(Records contained in a dataset)
★ ★ ★ ★
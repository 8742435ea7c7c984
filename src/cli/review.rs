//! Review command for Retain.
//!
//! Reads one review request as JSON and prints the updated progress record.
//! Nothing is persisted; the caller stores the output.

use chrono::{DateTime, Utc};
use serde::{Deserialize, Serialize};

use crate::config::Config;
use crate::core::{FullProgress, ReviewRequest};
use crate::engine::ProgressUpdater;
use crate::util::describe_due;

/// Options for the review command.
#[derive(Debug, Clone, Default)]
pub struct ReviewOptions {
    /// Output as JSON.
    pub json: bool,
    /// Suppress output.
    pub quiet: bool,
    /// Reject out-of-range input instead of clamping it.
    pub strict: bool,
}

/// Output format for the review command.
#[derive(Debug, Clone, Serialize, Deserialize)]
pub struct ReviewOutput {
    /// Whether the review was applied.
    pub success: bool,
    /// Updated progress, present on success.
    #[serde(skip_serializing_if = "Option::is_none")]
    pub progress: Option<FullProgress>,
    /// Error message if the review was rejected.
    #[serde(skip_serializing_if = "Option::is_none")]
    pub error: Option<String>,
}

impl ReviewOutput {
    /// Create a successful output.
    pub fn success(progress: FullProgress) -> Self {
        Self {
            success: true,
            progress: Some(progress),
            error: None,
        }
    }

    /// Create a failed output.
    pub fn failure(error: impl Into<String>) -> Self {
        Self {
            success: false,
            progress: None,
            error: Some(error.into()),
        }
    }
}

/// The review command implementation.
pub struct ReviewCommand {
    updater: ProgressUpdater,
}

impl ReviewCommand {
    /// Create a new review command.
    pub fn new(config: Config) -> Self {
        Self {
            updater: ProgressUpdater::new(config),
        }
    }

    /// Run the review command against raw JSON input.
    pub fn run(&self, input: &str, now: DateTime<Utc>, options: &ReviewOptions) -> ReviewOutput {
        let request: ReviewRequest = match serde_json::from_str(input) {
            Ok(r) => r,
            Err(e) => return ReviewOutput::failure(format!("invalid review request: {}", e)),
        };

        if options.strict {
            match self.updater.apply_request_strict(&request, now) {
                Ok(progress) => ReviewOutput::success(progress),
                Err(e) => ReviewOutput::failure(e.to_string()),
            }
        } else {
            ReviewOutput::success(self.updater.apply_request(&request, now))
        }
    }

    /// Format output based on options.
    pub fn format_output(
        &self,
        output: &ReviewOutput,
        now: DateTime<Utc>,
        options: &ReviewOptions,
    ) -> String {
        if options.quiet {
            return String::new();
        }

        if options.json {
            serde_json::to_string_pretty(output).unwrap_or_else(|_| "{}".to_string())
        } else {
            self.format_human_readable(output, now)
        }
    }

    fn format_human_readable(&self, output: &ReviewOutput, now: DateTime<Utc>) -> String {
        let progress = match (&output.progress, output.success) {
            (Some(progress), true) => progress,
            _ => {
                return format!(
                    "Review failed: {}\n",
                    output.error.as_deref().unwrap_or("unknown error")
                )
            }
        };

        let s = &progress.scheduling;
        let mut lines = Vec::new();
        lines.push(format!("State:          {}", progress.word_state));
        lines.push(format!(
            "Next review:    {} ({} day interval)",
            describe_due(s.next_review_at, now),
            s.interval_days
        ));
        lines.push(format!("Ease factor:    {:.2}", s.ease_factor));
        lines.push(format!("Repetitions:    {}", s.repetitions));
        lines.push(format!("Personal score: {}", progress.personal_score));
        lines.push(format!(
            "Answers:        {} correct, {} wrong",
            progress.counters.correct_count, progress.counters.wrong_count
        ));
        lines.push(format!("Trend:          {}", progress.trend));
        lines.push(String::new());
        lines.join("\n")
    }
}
★ ★ ★ ★
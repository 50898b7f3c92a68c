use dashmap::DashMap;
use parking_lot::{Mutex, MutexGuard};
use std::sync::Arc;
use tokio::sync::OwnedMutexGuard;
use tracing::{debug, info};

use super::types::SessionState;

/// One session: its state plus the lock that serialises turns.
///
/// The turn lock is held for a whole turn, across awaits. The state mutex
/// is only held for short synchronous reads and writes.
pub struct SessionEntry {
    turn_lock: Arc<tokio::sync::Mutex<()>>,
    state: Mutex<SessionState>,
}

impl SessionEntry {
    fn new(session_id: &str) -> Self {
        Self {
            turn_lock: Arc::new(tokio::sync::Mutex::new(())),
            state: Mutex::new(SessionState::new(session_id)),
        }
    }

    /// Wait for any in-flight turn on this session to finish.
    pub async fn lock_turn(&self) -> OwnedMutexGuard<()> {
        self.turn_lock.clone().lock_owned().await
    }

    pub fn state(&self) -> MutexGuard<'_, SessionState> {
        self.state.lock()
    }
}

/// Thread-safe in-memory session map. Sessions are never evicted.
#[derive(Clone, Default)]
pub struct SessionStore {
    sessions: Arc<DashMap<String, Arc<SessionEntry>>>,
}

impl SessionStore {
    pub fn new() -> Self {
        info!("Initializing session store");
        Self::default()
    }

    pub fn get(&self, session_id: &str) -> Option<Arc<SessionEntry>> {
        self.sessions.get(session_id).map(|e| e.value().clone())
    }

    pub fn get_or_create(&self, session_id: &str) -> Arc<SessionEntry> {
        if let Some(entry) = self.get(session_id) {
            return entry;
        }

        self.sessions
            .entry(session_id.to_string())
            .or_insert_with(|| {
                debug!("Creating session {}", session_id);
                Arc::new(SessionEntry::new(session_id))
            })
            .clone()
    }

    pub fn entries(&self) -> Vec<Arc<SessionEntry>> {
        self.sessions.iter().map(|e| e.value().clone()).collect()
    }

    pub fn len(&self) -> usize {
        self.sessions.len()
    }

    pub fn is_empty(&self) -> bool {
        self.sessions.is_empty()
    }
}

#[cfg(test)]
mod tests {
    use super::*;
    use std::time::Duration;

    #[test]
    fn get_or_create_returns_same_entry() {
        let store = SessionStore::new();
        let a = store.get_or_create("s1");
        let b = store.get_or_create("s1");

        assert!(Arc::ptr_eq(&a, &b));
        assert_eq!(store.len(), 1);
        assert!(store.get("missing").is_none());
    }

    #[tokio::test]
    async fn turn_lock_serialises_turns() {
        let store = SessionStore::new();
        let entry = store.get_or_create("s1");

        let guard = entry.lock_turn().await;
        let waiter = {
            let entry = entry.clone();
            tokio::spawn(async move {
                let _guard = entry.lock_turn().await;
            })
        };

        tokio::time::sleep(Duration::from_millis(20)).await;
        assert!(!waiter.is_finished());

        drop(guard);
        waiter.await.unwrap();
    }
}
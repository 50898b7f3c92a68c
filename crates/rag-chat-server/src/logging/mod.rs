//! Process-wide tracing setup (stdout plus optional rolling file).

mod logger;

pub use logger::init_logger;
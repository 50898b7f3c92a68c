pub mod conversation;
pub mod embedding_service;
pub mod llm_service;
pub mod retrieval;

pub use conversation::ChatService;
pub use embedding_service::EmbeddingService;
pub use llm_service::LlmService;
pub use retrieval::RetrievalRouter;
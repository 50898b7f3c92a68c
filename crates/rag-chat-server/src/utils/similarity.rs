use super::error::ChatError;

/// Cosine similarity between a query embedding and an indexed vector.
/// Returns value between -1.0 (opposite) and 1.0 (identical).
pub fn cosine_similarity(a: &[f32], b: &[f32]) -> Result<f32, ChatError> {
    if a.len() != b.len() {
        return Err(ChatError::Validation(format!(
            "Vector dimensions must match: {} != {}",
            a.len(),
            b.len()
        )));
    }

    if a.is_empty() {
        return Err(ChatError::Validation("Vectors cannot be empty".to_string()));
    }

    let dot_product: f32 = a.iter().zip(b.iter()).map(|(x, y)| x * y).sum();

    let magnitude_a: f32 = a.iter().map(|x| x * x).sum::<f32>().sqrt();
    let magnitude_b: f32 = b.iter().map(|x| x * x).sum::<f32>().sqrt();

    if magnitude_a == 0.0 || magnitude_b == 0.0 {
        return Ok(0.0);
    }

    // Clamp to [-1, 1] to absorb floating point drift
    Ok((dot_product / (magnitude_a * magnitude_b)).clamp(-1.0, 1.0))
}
★ ★ ★ ★
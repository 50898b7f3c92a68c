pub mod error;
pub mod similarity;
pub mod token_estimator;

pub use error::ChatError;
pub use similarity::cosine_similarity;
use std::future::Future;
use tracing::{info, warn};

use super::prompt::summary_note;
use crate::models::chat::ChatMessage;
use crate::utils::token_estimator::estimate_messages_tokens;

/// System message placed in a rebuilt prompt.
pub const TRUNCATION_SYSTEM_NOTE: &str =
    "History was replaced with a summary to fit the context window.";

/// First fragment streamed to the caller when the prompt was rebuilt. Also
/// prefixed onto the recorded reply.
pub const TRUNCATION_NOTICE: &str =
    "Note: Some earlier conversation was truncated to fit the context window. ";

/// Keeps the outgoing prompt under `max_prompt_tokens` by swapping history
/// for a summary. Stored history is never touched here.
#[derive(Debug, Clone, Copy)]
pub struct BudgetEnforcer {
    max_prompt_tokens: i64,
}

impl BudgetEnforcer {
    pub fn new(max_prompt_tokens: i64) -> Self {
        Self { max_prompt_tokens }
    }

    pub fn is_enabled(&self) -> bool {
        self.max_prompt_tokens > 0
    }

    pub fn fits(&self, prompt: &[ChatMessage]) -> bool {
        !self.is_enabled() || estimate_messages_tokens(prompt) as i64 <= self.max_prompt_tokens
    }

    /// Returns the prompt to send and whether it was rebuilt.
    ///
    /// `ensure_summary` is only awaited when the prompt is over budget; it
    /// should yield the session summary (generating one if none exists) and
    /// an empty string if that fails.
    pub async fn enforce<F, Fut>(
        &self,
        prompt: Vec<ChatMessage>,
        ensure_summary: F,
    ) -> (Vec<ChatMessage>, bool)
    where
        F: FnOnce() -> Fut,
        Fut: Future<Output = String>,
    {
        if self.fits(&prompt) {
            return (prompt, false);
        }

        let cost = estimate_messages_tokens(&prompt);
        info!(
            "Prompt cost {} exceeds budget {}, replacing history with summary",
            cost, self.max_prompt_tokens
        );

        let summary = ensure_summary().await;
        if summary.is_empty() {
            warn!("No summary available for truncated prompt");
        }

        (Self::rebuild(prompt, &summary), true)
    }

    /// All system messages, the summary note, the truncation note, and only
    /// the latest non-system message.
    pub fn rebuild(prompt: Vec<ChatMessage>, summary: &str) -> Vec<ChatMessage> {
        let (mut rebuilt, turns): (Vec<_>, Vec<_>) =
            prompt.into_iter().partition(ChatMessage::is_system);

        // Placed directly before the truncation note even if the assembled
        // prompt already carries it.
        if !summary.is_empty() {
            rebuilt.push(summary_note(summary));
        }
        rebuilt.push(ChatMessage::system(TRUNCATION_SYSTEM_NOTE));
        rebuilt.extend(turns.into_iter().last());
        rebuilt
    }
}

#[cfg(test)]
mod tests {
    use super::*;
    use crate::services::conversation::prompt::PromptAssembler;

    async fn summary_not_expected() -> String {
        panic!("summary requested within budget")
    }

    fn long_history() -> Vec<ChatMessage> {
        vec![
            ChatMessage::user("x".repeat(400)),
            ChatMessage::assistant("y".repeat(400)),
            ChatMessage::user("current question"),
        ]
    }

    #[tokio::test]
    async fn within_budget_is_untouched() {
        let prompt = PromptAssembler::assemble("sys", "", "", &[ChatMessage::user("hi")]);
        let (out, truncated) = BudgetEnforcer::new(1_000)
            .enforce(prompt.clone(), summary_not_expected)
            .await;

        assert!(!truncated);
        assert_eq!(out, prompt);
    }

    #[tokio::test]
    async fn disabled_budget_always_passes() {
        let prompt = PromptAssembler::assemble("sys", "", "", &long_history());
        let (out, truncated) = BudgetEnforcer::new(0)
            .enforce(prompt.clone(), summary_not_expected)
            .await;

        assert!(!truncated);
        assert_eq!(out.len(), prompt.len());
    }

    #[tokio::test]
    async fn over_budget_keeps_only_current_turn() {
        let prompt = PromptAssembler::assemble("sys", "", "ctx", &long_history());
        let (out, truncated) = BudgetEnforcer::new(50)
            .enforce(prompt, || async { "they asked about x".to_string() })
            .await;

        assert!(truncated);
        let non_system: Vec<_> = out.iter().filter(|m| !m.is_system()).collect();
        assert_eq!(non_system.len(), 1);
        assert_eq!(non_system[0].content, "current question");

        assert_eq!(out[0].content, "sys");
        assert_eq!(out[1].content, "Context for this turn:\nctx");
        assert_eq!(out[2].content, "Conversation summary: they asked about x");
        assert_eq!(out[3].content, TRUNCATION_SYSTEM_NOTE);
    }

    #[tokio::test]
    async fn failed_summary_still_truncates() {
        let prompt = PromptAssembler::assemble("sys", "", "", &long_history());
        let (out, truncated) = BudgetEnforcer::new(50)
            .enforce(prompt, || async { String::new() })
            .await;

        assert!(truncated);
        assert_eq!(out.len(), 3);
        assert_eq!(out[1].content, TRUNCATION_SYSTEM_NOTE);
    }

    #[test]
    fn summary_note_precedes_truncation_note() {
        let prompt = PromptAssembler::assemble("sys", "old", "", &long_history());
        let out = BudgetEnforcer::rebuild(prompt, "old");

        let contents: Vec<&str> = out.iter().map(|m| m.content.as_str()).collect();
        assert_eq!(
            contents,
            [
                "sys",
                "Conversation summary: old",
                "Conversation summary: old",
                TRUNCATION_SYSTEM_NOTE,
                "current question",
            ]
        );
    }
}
★ ★ ★ ★
_Work task:_
Above are the entries. Output exactly the lines beginning with the line that has "repository 8742435ea7c7c984" and ending with the line that has "format for the review command.".

_Output of the task:_
repository 8742435ea7c7c984
filename src/cli/review.rs
//! Review command for Retain.
//!
//! Reads one review request as JSON and prints the updated progress record.
//! Nothing is persisted; the caller stores the output.

use chrono::{DateTime, Utc};
use serde::{Deserialize, Serialize};

use crate::config::Config;
use crate::core::{FullProgress, ReviewRequest};
use crate::engine::ProgressUpdater;
use crate::util::describe_due;

/// Options for the review command.
#[derive(Debug, Clone, Default)]
pub struct ReviewOptions {
    /// Output as JSON.
    pub json: bool,
    /// Suppress output.
    pub quiet: bool,
    /// Reject out-of-range input instead of clamping it.
    pub strict: bool,
}

/// Output format for the review command.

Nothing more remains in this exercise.